Яркое газовое освещение аллеи Пэлл-Мэлл сменилось тусклыми фонарями Ковент-Гарден. Как всегда в Лондоне в начале года, здесь было совсем безлюдно, но уличным мошенникам хватало клиентов, чтобы заработать себе на жизнь. Послышался шум потасовки, громкий крик и затем хриплый хохот, какого-то мужчину бесцеремонно вытолкнули прямо на ступени борделя. Качая головой, Эллиот сунул шиллинг рябой проститутке, что вопросительно на него смотрела, и, не обращая внимания на ее удивленное «спасибо», заторопился через рыночную площадь.

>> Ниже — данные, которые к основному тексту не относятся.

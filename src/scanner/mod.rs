pub mod label;
pub mod scan_model;
pub mod scanner;
pub mod selector_gen;
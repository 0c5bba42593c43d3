use glam::DAffine2;
use serde::{Deserialize, Serialize};

/// Margins around a node's rectangle, in `[top, right, bottom, left]` order.
#[derive(Debug, Clone, Copy, PartialEq, Default, Serialize, Deserialize)]
pub struct Margins {
    pub top: f64,
    pub right: f64,
    pub bottom: f64,
    pub left: f64,
}

impl Margins {
    pub const ZERO: Self = Self {
        top: 0.0,
        right: 0.0,
        bottom: 0.0,
        left: 0.0,
    };

    pub fn uniform(value: f64) -> Self {
        Self {
            top: value,
            right: value,
            bottom: value,
            left: value,
        }
    }
}

impl From<[f64; 4]> for Margins {
    fn from([top, right, bottom, left]: [f64; 4]) -> Self {
        Self {
            top,
            right,
            bottom,
            left,
        }
    }
}

/// 2×3 affine matrix laid out as `[[a, c, e], [b, d, f]]`.
///
/// `(a, b)` and `(c, d)` are the transformed x and y axes; `(e, f)` is the
/// translation.
#[derive(Debug, Clone, Copy, PartialEq, Serialize, Deserialize)]
pub struct Matrix2x3 {
    pub a: f64,
    pub b: f64,
    pub c: f64,
    pub d: f64,
    pub e: f64,
    pub f: f64,
}

impl Matrix2x3 {
    pub const IDENTITY: Self = Self {
        a: 1.0,
        b: 0.0,
        c: 0.0,
        d: 1.0,
        e: 0.0,
        f: 0.0,
    };

    pub fn from_rows([[a, c, e], [b, d, f]]: [[f64; 3]; 2]) -> Self {
        Self { a, b, c, d, e, f }
    }

    pub fn translation(x: f64, y: f64) -> Self {
        Self {
            e: x,
            f: y,
            ..Self::IDENTITY
        }
    }

    pub fn scale(sx: f64, sy: f64) -> Self {
        Self {
            a: sx,
            d: sy,
            ..Self::IDENTITY
        }
    }

    pub fn to_affine(&self) -> DAffine2 {
        DAffine2::from_cols_array(&[self.a, self.b, self.c, self.d, self.e, self.f])
    }
}

impl Default for Matrix2x3 {
    fn default() -> Self {
        Self::IDENTITY
    }
}
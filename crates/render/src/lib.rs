//! Layered 2D renderer for the scene graph.
//!
//! # Invariants
//! - Every `save` pushed for a transform node has exactly one `restore`,
//!   after the node's children are painted.
//! - Surfaces are created on first use and never destroyed by the renderer.
//! - A node referencing a missing surface is skipped for one frame, not failed.
//!
//! The surface host and the resource lookup are injected; the recording
//! backend stands in for a real canvas in tests and headless runs.

mod camera;
mod host;
pub mod painter;
pub mod recording;
mod renderer;

pub use camera::{Camera, Screen};
pub use host::{HostError, ResourceLookup, SurfaceHost, SurfaceRequest};
pub use recording::{MemoryResources, PaintCommand, RecordingHost, RecordingSurface};
pub use renderer::{RenderError, Renderer, RendererConfig, SurfaceEntry};

pub fn crate_info() -> &'static str {
    "easel-render v0.1.0"
}
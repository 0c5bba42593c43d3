//! Scene graph: typed nodes owned by their parents, and the entity manager.
//!
//! # Invariants
//! - The tree has no cycles and no shared ownership; parents own children.
//! - Children are painted in insertion order.
//! - Geometry a shape needs to be painted is part of its variant payload.

pub mod body;
pub mod geometry;
pub mod manager;
pub mod node;

pub use body::{Body, BodyProps, BoundingBox, ColorStop, Gradient, Shape, Styles};
pub use geometry::{Margins, Matrix2x3};
pub use manager::EntityManager;
pub use node::{CustomNode, CustomTag, Hook, Node, NodeKind, NodeType, Origin, TransformNode};

/// Errors from building scene nodes.
#[derive(Debug, thiserror::Error)]
pub enum SceneError {
    #[error("a polygon needs at least one vertex")]
    EmptyPolygon,
    #[error("{field} must be finite")]
    NonFiniteGeometry { field: &'static str },
}

pub fn crate_info() -> &'static str {
    "easel-scene v0.1.0"
}
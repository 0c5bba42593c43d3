use anyhow::Result;
use easel_common::{FillStyle, NodeId, TransformOrigin, Vector2D};
use easel_scene::{
    BodyProps, BoundingBox, CustomNode, CustomTag, EntityManager, Margins, Node, Styles,
    TransformNode,
};

/// Layer the HUD element paints onto.
pub const HUD_LAYER: &str = "hud";

/// Pixels per millisecond the ball travels horizontally.
const BALL_SPEED: f64 = 0.2;
const BALL_RADIUS: f64 = 12.0;

/// The demo world plus handles to the nodes the simulation moves.
pub struct DemoScene {
    pub entities: EntityManager,
    pub ball: NodeId,
    ball_velocity: f64,
    width: f64,
}

impl DemoScene {
    /// World with a light, a rotated paddle group, a bouncing ball, a
    /// triangle outline and a HUD element on its own layer.
    pub fn build(width: f64, height: f64) -> Result<Self> {
        let mut world = EntityManager::create_world();
        world.add_child(EntityManager::create_light());

        let paddle_pos = Vector2D::new(40.0, height - 80.0);
        let mut paddle_group = EntityManager::create_transform(TransformNode::rotation_about(
            15.0,
            TransformOrigin::Center,
            paddle_pos,
            120.0,
            20.0,
        ));
        paddle_group.add_child(EntityManager::create_rectangle(
            120.0,
            20.0,
            BodyProps::at(paddle_pos.x, paddle_pos.y).with_styles(Styles::fill("steelblue")),
        )?);
        world.add_child(paddle_group);

        let ball = EntityManager::create_arc(
            BALL_RADIUS,
            BodyProps::at(width / 2.0, height / 2.0)
                .with_styles(Styles::fill("orange"))
                .with_debug(BoundingBox {
                    margins: Margins::uniform(2.0),
                    ..BoundingBox::default()
                }),
        )?;
        let ball_id = world.add_child(ball);

        world.add_child(EntityManager::create_polygon(
            vec![
                Vector2D::new(10.0, 10.0),
                Vector2D::new(50.0, 10.0),
                Vector2D::new(30.0, 40.0),
            ],
            vec![[0, 1], [1, 2], [2, 0]],
            BodyProps::at(20.0, 20.0).with_styles(Styles::outline("green", 2.0)),
        )?);

        let hud = CustomNode::new(CustomTag::Element)
            .on_render(|ctx| {
                ctx.save();
                ctx.set_fill_style(FillStyle::color("rgba(0,0,0,0.5)"));
                ctx.begin_path();
                ctx.rect(8.0, 8.0, 160.0, 32.0);
                ctx.fill();
            })
            .on_cleanup(|ctx| ctx.restore());
        world.add_child(EntityManager::create_element(hud).on_canvas(HUD_LAYER));

        let mut entities = EntityManager::new();
        entities.set_root(world);
        entities.index_parents();

        Ok(Self {
            entities,
            ball: ball_id,
            ball_velocity: BALL_SPEED,
            width,
        })
    }

    /// Advance the simulation by one fixed step of `dt` milliseconds.
    pub fn step(&mut self, dt: f64) {
        let Some(body) = self
            .entities
            .find_mut(self.ball)
            .and_then(Node::as_body_mut)
        else {
            return;
        };

        let next = body.position.x + self.ball_velocity * dt;
        let max_x = self.width - body.width;
        if next <= 0.0 || next >= max_x {
            self.ball_velocity = -self.ball_velocity;
            body.position.x = next.clamp(0.0, max_x.max(0.0));
        } else {
            body.position.x = next;
        }
    }

    pub fn ball_position(&self) -> Option<Vector2D> {
        self.entities
            .find(self.ball)
            .and_then(Node::as_body)
            .map(|body| body.position)
    }
}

Его приводил в бешенство яркий контраст между домами джентльменов, частенько захаживавших в привилегированные клубы Сент-Джеймса, и лачугами, где ютились лондонские шлюхи, к которым после игры устремлялись те же самые джентльмены. За пределами Англии он видел и более бедных и больных людей, но здесь его дом, его страна, которой он служил почти шестнадцать лет. Так быть не должно. Неужели именно они победили в более чем двадцатилетней войне?
В дальнем углу площади он наблюдал одну из сцен, которые до сих пор вызывали у него душевную боль.
На пороге дома, завернувшись в солдатское одеяло, спал мужчина. Пустые штанины его брюк красноречиво хлопали на ветру, свисая с низенькой деревянной тележки, на которой тот расположился. К шрамам на загрубелых руках — наследию пороха и оружия — наверняка уже добавились кровавые мозоли из-за необходимости передвигаться на своей инвалидной тачке. От него несло мерзким духом улицы вперемешку с джином, но для Эллиота эта вонь была вонью предательства.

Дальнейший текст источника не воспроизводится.